**WORK TASK**
Reproduce each line from the records that holds "letterbox".

**SOURCE MATERIAL**
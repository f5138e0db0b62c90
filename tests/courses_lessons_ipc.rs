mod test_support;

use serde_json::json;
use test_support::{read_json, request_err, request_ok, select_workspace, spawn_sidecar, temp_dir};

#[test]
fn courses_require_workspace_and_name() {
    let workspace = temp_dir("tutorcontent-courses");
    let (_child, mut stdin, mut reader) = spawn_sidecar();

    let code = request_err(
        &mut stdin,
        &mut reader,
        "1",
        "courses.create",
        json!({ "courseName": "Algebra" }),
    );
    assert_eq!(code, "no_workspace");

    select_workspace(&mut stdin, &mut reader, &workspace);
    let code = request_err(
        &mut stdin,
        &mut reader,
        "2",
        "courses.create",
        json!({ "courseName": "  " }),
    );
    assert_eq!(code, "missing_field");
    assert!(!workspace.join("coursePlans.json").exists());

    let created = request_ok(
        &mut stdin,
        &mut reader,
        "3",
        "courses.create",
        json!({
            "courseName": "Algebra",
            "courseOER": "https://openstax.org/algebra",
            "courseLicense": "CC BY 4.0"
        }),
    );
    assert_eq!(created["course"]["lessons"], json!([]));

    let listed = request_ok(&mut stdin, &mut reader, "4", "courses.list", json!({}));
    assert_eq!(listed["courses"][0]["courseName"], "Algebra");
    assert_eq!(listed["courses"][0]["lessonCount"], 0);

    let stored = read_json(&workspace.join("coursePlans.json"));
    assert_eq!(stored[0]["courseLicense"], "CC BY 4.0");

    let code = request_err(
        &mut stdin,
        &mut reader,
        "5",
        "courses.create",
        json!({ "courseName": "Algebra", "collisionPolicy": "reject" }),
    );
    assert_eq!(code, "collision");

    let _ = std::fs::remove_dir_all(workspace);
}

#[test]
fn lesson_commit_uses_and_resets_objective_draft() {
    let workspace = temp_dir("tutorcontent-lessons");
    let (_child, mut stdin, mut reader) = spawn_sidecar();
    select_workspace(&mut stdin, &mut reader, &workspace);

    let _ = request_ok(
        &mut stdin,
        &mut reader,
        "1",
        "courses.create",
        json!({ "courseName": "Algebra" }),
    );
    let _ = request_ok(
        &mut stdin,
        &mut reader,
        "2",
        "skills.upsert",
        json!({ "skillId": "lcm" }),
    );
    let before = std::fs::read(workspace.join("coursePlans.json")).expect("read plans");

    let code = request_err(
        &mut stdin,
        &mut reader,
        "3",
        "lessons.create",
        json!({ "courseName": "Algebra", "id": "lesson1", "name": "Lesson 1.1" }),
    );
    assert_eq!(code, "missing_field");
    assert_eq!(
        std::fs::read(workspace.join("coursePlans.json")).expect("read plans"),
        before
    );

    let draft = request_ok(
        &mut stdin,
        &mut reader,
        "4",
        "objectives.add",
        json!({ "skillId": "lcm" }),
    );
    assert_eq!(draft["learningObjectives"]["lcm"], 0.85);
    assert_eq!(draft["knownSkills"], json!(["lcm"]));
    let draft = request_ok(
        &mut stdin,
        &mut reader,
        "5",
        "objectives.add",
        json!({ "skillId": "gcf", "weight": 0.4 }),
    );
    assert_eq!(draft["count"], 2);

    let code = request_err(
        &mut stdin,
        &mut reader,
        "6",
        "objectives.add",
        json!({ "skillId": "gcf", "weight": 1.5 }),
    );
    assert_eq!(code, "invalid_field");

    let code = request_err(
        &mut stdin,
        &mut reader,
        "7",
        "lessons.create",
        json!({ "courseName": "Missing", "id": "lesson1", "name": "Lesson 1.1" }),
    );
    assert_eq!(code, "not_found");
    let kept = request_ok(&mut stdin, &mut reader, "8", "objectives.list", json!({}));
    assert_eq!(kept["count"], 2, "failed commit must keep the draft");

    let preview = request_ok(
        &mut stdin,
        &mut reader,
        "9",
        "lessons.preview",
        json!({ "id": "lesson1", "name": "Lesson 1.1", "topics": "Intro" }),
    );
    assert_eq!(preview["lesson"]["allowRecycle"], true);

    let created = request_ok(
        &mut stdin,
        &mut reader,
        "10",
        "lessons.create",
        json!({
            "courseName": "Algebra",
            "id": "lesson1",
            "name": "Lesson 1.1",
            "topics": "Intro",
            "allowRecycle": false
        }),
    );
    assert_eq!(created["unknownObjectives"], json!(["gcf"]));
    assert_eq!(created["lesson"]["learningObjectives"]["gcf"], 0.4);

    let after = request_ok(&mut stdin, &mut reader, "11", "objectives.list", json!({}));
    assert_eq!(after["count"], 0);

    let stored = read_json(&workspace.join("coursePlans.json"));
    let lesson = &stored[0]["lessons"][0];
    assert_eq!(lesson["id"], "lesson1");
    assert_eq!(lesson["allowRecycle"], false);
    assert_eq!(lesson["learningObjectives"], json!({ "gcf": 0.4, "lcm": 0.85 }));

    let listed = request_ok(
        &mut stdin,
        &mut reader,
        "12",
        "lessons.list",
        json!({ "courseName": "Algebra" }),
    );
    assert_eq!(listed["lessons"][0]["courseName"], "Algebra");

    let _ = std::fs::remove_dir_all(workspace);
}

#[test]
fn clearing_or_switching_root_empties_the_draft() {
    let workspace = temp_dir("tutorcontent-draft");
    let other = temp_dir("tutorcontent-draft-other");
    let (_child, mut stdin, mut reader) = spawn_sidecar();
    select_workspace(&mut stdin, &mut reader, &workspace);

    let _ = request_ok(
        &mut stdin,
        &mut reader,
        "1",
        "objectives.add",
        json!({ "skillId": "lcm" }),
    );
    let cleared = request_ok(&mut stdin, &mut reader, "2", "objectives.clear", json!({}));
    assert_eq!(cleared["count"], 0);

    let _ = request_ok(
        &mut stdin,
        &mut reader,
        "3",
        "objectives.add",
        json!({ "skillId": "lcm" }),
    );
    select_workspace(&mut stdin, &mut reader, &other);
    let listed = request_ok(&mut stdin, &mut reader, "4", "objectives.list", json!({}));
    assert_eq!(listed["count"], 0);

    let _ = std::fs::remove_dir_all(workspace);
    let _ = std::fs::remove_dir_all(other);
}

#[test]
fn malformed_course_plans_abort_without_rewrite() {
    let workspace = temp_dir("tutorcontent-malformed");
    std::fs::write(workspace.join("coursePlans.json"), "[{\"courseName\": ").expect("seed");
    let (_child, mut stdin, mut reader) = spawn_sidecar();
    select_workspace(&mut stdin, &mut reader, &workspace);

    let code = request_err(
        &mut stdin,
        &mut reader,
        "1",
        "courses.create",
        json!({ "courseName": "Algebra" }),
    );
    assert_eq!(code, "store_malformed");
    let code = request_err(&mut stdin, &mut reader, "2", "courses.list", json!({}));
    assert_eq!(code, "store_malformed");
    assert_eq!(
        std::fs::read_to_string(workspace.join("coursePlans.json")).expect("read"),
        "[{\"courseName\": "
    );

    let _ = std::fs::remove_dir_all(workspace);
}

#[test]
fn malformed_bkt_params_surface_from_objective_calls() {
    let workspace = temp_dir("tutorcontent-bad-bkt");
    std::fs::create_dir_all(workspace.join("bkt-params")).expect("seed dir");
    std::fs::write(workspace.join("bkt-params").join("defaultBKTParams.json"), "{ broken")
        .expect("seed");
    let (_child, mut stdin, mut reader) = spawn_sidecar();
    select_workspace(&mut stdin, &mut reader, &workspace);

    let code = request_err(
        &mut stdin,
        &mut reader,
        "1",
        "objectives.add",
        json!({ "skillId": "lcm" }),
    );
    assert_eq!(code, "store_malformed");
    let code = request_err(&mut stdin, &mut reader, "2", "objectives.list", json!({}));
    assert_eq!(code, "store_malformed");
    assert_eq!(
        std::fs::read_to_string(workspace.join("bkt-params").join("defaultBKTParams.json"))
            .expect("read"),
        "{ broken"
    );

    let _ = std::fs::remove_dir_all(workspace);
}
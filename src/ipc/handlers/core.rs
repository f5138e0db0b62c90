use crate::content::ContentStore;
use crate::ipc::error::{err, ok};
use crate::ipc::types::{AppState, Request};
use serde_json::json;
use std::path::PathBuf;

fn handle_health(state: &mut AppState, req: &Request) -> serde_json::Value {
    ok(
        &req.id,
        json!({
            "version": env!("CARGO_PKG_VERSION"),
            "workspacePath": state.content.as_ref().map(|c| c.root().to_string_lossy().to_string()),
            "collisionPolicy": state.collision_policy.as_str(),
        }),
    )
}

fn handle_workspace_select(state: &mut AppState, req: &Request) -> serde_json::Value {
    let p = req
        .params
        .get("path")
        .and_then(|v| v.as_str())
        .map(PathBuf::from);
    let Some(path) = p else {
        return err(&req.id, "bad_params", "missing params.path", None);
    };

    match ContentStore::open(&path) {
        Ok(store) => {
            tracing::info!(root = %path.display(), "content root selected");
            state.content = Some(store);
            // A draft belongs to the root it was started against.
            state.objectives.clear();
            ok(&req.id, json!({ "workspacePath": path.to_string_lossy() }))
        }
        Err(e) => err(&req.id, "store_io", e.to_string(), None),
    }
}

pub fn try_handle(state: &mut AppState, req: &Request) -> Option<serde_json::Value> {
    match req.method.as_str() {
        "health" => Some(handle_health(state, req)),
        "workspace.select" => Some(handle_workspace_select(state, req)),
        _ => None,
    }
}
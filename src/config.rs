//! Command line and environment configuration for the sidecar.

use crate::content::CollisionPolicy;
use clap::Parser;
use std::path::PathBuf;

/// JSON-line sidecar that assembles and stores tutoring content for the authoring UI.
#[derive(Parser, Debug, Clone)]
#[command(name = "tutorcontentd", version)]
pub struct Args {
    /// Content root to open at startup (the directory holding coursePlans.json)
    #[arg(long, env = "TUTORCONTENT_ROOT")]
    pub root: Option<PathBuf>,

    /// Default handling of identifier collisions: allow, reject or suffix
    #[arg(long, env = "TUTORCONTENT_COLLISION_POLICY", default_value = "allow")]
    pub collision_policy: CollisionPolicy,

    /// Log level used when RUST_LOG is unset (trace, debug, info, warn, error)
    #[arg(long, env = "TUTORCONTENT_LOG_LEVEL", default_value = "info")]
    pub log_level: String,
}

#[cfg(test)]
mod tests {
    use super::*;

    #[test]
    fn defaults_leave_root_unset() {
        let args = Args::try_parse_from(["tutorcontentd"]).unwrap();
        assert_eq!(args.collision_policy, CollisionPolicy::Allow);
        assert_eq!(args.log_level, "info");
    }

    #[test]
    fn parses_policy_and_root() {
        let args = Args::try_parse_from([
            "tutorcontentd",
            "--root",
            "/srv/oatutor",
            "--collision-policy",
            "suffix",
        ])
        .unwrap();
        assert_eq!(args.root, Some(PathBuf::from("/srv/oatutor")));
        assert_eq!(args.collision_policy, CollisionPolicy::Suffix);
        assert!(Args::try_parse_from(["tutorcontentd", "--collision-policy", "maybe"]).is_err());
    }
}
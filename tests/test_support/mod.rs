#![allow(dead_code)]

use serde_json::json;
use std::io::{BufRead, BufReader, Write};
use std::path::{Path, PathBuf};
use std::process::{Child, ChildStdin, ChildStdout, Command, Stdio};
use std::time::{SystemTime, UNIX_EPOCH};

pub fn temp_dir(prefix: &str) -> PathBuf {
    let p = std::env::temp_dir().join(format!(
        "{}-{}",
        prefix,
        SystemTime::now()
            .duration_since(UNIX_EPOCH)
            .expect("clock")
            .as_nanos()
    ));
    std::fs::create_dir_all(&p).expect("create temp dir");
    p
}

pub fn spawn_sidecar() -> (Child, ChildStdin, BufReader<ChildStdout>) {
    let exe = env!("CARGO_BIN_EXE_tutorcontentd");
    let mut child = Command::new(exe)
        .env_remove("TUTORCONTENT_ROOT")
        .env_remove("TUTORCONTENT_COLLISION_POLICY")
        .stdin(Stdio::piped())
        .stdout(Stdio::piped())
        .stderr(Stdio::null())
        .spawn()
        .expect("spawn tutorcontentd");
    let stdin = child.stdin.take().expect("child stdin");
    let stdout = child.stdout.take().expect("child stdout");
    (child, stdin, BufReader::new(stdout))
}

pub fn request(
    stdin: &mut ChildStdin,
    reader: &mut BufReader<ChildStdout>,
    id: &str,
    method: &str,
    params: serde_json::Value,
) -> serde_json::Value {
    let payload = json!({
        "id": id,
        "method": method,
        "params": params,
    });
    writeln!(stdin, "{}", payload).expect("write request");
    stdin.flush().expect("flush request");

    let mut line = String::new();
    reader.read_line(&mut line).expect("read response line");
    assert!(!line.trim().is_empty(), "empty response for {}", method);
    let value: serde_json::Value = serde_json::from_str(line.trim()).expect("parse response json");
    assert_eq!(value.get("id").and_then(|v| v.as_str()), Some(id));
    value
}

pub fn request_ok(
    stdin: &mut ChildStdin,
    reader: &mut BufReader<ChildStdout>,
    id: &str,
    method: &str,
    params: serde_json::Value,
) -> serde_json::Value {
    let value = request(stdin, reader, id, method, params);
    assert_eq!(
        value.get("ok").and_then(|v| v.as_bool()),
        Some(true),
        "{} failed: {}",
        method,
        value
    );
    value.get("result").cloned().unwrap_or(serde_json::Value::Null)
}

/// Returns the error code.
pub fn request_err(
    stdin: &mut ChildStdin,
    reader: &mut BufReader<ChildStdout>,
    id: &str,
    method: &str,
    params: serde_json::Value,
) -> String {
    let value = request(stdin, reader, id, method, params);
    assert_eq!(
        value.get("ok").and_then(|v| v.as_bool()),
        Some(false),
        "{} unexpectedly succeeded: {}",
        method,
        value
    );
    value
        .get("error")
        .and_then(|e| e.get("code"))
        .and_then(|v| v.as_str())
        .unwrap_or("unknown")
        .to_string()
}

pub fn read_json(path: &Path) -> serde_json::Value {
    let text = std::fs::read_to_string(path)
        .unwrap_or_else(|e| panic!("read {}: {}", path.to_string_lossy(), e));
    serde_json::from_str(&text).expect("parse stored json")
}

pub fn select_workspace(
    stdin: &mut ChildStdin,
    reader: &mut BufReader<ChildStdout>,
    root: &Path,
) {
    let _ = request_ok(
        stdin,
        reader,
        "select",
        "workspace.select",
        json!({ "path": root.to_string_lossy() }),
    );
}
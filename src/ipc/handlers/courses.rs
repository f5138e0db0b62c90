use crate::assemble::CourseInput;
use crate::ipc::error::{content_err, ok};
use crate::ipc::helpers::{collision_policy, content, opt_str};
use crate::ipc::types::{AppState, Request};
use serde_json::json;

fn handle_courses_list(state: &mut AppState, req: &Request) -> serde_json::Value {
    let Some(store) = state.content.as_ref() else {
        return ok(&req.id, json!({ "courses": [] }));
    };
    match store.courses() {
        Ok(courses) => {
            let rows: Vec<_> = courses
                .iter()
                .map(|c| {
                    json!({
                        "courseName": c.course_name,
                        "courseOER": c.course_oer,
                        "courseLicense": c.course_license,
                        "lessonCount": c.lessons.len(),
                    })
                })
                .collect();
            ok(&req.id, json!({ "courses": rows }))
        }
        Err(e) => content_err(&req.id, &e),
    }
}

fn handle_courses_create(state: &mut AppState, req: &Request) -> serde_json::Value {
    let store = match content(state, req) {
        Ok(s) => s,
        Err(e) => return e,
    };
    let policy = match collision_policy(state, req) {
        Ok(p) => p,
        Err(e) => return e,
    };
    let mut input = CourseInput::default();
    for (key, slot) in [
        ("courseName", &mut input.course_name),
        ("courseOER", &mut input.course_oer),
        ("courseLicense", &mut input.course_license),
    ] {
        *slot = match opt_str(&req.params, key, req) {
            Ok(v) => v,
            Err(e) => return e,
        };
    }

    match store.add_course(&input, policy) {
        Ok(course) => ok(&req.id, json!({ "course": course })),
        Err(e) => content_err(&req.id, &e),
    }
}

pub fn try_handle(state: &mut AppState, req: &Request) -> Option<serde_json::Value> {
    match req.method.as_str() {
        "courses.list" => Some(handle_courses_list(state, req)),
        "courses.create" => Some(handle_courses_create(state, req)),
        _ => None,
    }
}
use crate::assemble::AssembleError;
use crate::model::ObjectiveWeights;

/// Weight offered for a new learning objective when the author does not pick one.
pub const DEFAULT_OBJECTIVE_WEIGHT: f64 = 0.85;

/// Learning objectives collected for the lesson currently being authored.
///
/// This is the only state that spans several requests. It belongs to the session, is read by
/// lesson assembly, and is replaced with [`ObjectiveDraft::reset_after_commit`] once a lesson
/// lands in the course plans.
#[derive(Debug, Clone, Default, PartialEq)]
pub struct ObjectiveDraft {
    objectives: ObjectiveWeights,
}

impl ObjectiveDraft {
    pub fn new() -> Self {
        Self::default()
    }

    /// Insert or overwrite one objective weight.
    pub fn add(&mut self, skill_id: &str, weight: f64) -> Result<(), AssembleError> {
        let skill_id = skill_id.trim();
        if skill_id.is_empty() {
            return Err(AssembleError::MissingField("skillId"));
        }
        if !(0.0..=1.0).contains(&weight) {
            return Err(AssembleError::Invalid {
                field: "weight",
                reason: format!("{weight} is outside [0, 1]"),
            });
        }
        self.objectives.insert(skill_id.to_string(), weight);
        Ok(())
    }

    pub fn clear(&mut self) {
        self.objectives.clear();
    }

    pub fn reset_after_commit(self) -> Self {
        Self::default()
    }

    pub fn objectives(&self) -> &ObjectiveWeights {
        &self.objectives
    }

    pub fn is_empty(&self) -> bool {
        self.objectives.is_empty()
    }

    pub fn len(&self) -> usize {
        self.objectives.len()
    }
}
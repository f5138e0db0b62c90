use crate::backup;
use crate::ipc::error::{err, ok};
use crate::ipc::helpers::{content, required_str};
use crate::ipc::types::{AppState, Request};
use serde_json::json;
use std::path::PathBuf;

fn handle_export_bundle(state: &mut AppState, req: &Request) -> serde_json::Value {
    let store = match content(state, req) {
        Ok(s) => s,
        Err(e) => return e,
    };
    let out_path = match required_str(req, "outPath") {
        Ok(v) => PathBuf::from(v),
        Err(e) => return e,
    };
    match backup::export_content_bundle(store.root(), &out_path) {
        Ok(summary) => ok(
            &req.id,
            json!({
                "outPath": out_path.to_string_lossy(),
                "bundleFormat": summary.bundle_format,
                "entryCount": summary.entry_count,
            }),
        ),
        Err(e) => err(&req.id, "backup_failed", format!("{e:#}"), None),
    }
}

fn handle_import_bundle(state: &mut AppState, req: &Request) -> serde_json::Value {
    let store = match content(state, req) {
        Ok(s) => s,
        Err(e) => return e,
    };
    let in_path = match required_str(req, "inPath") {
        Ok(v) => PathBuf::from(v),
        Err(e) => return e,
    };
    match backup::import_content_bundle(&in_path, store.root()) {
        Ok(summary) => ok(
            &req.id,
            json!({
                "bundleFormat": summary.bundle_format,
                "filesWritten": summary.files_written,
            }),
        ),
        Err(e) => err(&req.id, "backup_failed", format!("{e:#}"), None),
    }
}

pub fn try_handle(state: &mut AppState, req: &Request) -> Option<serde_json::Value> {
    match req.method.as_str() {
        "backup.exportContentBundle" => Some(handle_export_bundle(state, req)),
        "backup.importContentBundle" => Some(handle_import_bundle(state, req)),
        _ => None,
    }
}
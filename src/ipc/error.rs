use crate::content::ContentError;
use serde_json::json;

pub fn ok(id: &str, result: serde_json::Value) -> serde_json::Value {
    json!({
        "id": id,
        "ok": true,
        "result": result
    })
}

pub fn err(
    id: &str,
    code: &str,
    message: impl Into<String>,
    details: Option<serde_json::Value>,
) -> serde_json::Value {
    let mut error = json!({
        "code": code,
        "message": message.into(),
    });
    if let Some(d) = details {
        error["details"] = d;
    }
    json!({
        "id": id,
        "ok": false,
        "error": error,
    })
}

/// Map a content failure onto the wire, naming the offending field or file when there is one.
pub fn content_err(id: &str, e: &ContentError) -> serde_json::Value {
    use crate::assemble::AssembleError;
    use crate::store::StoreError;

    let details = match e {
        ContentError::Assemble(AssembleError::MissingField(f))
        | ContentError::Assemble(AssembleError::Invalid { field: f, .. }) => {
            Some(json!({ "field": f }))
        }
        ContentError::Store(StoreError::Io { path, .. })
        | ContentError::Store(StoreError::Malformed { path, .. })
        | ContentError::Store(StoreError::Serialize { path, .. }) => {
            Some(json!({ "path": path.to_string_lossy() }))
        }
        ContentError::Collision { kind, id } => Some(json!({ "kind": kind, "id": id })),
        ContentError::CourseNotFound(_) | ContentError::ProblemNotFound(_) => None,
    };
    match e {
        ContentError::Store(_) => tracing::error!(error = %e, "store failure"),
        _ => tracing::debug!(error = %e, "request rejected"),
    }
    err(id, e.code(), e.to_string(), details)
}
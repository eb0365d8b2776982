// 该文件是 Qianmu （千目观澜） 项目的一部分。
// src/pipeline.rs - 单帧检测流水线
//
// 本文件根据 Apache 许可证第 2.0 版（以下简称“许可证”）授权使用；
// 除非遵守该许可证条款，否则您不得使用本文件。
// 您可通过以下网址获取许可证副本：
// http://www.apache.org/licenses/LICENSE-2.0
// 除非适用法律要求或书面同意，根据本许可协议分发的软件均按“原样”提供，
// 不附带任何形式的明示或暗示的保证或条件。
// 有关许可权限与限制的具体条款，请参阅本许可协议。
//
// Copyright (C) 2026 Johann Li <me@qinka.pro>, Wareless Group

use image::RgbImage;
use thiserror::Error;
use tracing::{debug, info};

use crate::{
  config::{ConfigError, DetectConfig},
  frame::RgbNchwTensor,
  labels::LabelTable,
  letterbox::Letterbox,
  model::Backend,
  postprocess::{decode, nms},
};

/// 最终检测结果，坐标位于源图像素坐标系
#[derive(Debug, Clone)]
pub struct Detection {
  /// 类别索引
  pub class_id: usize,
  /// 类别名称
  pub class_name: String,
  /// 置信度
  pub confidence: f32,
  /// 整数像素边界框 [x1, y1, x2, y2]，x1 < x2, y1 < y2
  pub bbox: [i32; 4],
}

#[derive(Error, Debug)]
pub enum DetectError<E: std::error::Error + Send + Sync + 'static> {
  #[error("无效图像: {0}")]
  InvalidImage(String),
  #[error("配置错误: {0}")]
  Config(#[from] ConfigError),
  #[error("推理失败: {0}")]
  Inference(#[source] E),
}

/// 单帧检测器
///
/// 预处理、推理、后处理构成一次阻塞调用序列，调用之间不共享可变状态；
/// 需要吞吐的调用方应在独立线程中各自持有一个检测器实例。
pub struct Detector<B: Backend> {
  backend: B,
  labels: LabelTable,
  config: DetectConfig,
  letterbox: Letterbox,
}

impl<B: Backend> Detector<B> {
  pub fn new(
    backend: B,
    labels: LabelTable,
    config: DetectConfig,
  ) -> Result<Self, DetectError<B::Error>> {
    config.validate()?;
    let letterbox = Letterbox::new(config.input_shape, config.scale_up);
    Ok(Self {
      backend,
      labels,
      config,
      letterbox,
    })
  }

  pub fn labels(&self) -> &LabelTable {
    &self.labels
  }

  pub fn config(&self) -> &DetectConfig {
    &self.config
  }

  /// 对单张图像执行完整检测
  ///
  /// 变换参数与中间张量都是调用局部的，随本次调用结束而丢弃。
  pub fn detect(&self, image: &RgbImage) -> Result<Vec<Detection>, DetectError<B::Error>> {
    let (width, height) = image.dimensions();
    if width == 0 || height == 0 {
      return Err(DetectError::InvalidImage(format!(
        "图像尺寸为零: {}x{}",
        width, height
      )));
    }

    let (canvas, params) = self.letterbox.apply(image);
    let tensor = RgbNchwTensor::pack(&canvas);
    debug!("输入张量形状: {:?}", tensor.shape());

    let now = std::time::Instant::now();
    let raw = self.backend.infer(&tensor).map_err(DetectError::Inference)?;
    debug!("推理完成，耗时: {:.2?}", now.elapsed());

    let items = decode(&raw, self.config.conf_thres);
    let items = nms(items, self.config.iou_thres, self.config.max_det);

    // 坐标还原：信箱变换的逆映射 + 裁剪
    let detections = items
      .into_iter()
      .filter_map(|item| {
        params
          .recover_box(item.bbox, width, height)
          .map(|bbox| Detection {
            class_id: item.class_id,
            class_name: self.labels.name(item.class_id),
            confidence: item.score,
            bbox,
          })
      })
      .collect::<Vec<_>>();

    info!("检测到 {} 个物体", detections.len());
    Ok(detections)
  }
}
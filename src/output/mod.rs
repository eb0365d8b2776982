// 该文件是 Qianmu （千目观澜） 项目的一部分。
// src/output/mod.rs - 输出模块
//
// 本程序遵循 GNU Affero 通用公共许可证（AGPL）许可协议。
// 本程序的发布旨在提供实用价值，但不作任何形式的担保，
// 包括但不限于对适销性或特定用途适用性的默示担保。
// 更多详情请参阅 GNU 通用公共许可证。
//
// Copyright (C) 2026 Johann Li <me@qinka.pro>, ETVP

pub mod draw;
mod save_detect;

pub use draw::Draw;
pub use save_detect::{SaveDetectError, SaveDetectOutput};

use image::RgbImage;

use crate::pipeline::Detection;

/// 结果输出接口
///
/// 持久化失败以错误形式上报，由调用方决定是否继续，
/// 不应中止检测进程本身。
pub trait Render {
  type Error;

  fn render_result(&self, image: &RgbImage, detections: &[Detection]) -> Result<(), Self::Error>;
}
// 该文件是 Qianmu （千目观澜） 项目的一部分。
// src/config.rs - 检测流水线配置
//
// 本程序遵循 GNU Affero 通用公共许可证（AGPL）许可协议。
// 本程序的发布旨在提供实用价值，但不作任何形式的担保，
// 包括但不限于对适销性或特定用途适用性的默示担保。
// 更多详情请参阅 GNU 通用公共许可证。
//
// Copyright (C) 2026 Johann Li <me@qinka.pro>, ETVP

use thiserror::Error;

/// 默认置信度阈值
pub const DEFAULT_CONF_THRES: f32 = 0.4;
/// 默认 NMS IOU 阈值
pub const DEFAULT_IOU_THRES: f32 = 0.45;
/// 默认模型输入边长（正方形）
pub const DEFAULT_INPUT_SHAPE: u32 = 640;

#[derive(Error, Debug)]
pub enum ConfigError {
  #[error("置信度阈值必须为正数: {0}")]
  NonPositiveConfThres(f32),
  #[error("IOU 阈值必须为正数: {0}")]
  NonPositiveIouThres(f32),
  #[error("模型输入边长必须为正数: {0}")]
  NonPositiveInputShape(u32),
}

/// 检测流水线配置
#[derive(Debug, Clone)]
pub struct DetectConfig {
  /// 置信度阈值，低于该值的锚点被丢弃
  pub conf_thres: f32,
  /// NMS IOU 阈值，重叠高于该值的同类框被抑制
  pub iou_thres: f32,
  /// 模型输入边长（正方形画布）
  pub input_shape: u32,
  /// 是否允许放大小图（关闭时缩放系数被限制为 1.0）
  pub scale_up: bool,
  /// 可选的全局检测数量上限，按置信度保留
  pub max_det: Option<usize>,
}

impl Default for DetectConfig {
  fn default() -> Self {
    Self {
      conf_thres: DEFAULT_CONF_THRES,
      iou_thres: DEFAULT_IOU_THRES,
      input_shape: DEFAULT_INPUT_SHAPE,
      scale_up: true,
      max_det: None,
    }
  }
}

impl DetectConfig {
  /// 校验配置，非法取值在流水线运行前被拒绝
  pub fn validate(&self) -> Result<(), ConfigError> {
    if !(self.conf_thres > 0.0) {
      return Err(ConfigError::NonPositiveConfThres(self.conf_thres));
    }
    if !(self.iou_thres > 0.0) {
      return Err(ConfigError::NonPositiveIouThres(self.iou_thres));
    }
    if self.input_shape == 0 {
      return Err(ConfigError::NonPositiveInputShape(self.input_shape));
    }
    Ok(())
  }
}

**TASK ANSWER**
  letterbox::Letterbox,
  letterbox: Letterbox,
    let letterbox = Letterbox::new(config.input_shape, config.scale_up);
      letterbox,
    let (canvas, params) = self.letterbox.apply(image);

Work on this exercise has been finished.